» **What is expected**
Please report, as a bare number, how many lines below include the string "const".

» **Information**
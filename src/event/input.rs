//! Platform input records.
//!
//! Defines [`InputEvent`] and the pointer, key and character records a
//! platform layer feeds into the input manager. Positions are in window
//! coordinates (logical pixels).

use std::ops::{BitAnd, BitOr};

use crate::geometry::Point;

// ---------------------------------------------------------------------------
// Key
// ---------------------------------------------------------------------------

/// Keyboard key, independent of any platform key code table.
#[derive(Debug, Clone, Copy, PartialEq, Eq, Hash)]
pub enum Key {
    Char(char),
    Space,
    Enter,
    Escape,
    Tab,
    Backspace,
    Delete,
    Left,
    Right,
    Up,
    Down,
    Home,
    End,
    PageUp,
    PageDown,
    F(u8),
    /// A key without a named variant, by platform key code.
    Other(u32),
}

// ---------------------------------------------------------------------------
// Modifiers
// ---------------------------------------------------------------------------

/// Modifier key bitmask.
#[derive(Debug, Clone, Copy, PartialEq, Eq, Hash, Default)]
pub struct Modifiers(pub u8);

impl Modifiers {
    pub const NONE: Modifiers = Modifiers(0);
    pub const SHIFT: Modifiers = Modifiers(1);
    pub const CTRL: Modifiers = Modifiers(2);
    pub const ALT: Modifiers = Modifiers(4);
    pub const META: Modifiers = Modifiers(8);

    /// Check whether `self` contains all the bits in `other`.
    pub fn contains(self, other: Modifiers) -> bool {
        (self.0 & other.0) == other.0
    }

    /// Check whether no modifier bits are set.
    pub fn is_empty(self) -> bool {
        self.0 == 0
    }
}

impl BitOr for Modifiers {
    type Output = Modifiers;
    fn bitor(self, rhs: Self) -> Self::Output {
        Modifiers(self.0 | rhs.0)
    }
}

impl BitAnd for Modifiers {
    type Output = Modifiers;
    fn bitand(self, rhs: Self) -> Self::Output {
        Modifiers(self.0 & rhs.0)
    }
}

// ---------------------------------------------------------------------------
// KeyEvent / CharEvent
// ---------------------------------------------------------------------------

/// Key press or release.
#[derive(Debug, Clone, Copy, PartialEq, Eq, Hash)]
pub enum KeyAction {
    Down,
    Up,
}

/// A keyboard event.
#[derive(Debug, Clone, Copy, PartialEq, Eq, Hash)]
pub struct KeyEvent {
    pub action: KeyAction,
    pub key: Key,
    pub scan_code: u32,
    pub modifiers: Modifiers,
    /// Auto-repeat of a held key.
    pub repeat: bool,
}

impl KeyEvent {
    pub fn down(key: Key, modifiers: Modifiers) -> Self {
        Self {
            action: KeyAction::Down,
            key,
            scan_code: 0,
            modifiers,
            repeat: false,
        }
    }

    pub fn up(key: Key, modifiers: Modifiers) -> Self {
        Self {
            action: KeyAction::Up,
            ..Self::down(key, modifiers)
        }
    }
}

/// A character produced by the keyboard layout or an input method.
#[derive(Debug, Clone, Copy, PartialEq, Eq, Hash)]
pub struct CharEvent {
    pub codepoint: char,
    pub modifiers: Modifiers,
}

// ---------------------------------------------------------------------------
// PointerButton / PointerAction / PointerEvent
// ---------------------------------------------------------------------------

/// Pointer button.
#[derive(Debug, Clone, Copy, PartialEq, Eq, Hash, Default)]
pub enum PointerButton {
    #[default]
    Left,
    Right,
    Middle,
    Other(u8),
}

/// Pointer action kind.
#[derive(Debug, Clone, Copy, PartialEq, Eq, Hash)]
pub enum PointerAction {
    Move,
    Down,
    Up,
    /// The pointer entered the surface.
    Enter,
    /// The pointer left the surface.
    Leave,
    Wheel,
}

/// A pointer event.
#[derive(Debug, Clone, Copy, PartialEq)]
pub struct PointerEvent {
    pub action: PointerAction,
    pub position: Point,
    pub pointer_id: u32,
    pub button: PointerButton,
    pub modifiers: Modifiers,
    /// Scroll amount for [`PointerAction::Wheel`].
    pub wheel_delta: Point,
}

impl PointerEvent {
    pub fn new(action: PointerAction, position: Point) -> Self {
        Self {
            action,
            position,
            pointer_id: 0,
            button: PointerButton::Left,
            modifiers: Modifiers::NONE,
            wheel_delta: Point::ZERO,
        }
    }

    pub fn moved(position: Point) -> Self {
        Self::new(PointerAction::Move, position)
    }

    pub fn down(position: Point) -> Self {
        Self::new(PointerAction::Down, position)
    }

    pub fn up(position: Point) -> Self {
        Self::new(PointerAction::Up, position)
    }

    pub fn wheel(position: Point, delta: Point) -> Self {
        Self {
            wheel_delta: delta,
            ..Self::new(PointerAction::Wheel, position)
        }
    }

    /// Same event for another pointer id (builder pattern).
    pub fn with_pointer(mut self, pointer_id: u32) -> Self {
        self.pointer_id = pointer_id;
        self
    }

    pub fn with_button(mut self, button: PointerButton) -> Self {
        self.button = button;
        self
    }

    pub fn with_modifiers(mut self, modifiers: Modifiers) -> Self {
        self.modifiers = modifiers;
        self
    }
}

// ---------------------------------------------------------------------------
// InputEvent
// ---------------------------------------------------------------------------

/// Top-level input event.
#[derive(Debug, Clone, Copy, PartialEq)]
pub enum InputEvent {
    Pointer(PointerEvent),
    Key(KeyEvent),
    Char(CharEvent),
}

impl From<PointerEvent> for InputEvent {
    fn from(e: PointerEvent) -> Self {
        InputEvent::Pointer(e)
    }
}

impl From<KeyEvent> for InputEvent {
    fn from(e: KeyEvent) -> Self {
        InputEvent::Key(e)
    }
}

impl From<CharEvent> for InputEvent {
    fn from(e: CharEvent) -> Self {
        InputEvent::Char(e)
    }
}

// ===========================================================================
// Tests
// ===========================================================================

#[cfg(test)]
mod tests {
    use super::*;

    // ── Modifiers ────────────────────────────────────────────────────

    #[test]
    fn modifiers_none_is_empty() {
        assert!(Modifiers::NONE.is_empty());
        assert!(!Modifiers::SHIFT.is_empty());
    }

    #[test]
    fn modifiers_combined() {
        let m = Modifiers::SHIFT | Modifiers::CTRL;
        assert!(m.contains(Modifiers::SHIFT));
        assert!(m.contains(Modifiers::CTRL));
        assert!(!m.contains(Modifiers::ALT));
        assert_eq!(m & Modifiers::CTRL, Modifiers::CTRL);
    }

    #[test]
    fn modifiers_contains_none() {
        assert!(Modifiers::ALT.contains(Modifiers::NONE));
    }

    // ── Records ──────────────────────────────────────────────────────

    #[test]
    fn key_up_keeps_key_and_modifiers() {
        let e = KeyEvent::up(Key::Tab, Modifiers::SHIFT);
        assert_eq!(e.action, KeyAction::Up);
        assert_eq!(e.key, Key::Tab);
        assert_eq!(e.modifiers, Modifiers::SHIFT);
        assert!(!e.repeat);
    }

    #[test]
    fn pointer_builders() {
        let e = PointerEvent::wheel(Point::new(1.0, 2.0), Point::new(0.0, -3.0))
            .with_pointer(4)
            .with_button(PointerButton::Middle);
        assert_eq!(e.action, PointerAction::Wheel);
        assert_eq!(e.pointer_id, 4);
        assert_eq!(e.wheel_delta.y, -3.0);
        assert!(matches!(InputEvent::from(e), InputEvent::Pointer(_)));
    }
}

» **Task output**
5